Toutefois, aucune internationalisation de la production vers les pays en développement n’est possible sans le transfert technologique. Formellement, il n’y a rien dans le nouvel accord qui incite ou oblige les entreprises pharmaceutiques à divulguer les informations confidentielles et les secrets commerciaux. Renoncer aux brevets est un pas nécessaire, mais demeure insuffisant pour que les pays en développement deviennent des producteurs de vaccins anti-coronavirus.

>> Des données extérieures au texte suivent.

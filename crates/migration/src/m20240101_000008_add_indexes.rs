//! Secondary indexes for the access patterns the back office uses:
//! status filtering, foreign-key lookups, and time-ordered listing.
use sea_orm_migration::prelude::*;

#[derive(DeriveMigrationName)]
pub struct Migration;

#[async_trait::async_trait]
impl MigrationTrait for Migration {
    async fn up(&self, manager: &SchemaManager) -> Result<(), DbErr> {
        // Users: filtered by role (admin listing) and status
        manager
            .create_index(
                Index::create()
                    .if_not_exists()
                    .name("idx_users_role")
                    .table(Users::Table)
                    .col(Users::Role)
                    .to_owned(),
            )
            .await?;
        manager
            .create_index(
                Index::create()
                    .if_not_exists()
                    .name("idx_users_status")
                    .table(Users::Table)
                    .col(Users::Status)
                    .to_owned(),
            )
            .await?;

        // Jobs: employer lookup, status filter, newest-first listing
        manager
            .create_index(
                Index::create()
                    .if_not_exists()
                    .name("idx_jobs_employer")
                    .table(Jobs::Table)
                    .col(Jobs::EmployerId)
                    .to_owned(),
            )
            .await?;
        manager
            .create_index(
                Index::create()
                    .if_not_exists()
                    .name("idx_jobs_status")
                    .table(Jobs::Table)
                    .col(Jobs::Status)
                    .to_owned(),
            )
            .await?;
        manager
            .create_index(
                Index::create()
                    .if_not_exists()
                    .name("idx_jobs_created")
                    .table(Jobs::Table)
                    .col(Jobs::CreatedAt)
                    .to_owned(),
            )
            .await?;

        // Applications: both FK lookups, status filter, applied-at ordering
        manager
            .create_index(
                Index::create()
                    .if_not_exists()
                    .name("idx_applications_job")
                    .table(Applications::Table)
                    .col(Applications::JobId)
                    .to_owned(),
            )
            .await?;
        manager
            .create_index(
                Index::create()
                    .if_not_exists()
                    .name("idx_applications_user")
                    .table(Applications::Table)
                    .col(Applications::UserId)
                    .to_owned(),
            )
            .await?;
        manager
            .create_index(
                Index::create()
                    .if_not_exists()
                    .name("idx_applications_status")
                    .table(Applications::Table)
                    .col(Applications::Status)
                    .to_owned(),
            )
            .await?;
        manager
            .create_index(
                Index::create()
                    .if_not_exists()
                    .name("idx_applications_applied")
                    .table(Applications::Table)
                    .col(Applications::AppliedAt)
                    .to_owned(),
            )
            .await?;

        // Testimonials: moderation queue is filtered by status
        manager
            .create_index(
                Index::create()
                    .if_not_exists()
                    .name("idx_testimonials_status")
                    .table(Testimonials::Table)
                    .col(Testimonials::Status)
                    .to_owned(),
            )
            .await?;

        // Admin activity: per-admin lookup and time-ordered trail
        manager
            .create_index(
                Index::create()
                    .if_not_exists()
                    .name("idx_admin_logs_admin")
                    .table(AdminActivityLogs::Table)
                    .col(AdminActivityLogs::AdminId)
                    .to_owned(),
            )
            .await?;
        manager
            .create_index(
                Index::create()
                    .if_not_exists()
                    .name("idx_admin_logs_created")
                    .table(AdminActivityLogs::Table)
                    .col(AdminActivityLogs::CreatedAt)
                    .to_owned(),
            )
            .await?;

        // Analytics: per-metric series scans
        manager
            .create_index(
                Index::create()
                    .if_not_exists()
                    .name("idx_analytics_metric")
                    .table(AnalyticsRecords::Table)
                    .col(AnalyticsRecords::MetricName)
                    .to_owned(),
            )
            .await?;
        manager
            .create_index(
                Index::create()
                    .if_not_exists()
                    .name("idx_analytics_recorded")
                    .table(AnalyticsRecords::Table)
                    .col(AnalyticsRecords::RecordedAt)
                    .to_owned(),
            )
            .await
    }

    async fn down(&self, manager: &SchemaManager) -> Result<(), DbErr> {
        manager
            .drop_index(Index::drop().name("idx_users_role").table(Users::Table).to_owned())
            .await?;
        manager
            .drop_index(Index::drop().name("idx_users_status").table(Users::Table).to_owned())
            .await?;
        manager
            .drop_index(Index::drop().name("idx_jobs_employer").table(Jobs::Table).to_owned())
            .await?;
        manager
            .drop_index(Index::drop().name("idx_jobs_status").table(Jobs::Table).to_owned())
            .await?;
        manager
            .drop_index(Index::drop().name("idx_jobs_created").table(Jobs::Table).to_owned())
            .await?;
        manager
            .drop_index(
                Index::drop().name("idx_applications_job").table(Applications::Table).to_owned(),
            )
            .await?;
        manager
            .drop_index(
                Index::drop().name("idx_applications_user").table(Applications::Table).to_owned(),
            )
            .await?;
        manager
            .drop_index(
                Index::drop().name("idx_applications_status").table(Applications::Table).to_owned(),
            )
            .await?;
        manager
            .drop_index(
                Index::drop()
                    .name("idx_applications_applied")
                    .table(Applications::Table)
                    .to_owned(),
            )
            .await?;
        manager
            .drop_index(
                Index::drop().name("idx_testimonials_status").table(Testimonials::Table).to_owned(),
            )
            .await?;
        manager
            .drop_index(
                Index::drop()
                    .name("idx_admin_logs_admin")
                    .table(AdminActivityLogs::Table)
                    .to_owned(),
            )
            .await?;
        manager
            .drop_index(
                Index::drop()
                    .name("idx_admin_logs_created")
                    .table(AdminActivityLogs::Table)
                    .to_owned(),
            )
            .await?;
        manager
            .drop_index(
                Index::drop()
                    .name("idx_analytics_metric")
                    .table(AnalyticsRecords::Table)
                    .to_owned(),
            )
            .await?;
        manager
            .drop_index(
                Index::drop()
                    .name("idx_analytics_recorded")
                    .table(AnalyticsRecords::Table)
                    .to_owned(),
            )
            .await
    }
}

#[derive(DeriveIden)]
enum Users { Table, Role, Status }

#[derive(DeriveIden)]
enum Jobs { Table, EmployerId, Status, CreatedAt }

#[derive(DeriveIden)]
enum Applications { Table, JobId, UserId, Status, AppliedAt }

#[derive(DeriveIden)]
enum Testimonials { Table, Status }

#[derive(DeriveIden)]
enum AdminActivityLogs { Table, AdminId, CreatedAt }

#[derive(DeriveIden)]
enum AnalyticsRecords { Table, MetricName, RecordedAt }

Aujourd’hui, l’Afrique n’est pas dépourvue d’industries pharmaceutiques aptes à produire les vaccins anti-coronavirus. Au premier septembre 2021, au moins douze centres de production de vaccins anti-coronavirus sont établis ou en préparation dans six pays africains, à savoir, l’Afrique du Sud, l’Algérie, l’Égypte, le Nigéria, le Maroc et le Sénégal. En revanche, faute de transfert technologique, les investissements que réalise le continent en la matière restent limités au remplissage et au conditionnement des vaccins.

Un marasme procédural

La nouvelle proposition va au-delà des exigences de l’accord sur les aspects des droits de propriété intellectuelle qui touchent au commerce (ADPIC) et risque de rendre les procédures de dérogation complexes plus que jamais. Complexes, parce que les membres admissibles seraient désormais obligés de lister tous les brevets. Or, l’univers des brevets des vaccins contre la COVID-19 n’est pas entièrement connu. Premièrement, les demandes internationales de brevets ne sont généralement publiées que 18 mois après leur dépôt, d’autant plus qu’il s’agit d’un univers qui est en constante évolution. Nous avons des brevets déposés qui ne sont même pas publics, et d’autres brevets sont déposés chaque jour. Deuxièmement, il y a aussi la nécessité de notifier au Conseil des ADPIC les entités, produits, pays et quantités pour lesquels une autorisation a été accordée. Tout laisse entendre que l’autorisation produit par produit continue de s’appliquer, ce qui engage les gouvernements dans un processus manifestement lourd.

Il ne fait aucun doute que l’OMC ressente une pression pour conclure un accord sur la dérogation avant sa prochaine réunion ministérielle, mais ce serait une erreur d’accepter prématurément une dérogation insuffisante voire inappropriée à la réalité à laquelle sont confrontées les populations du Sud.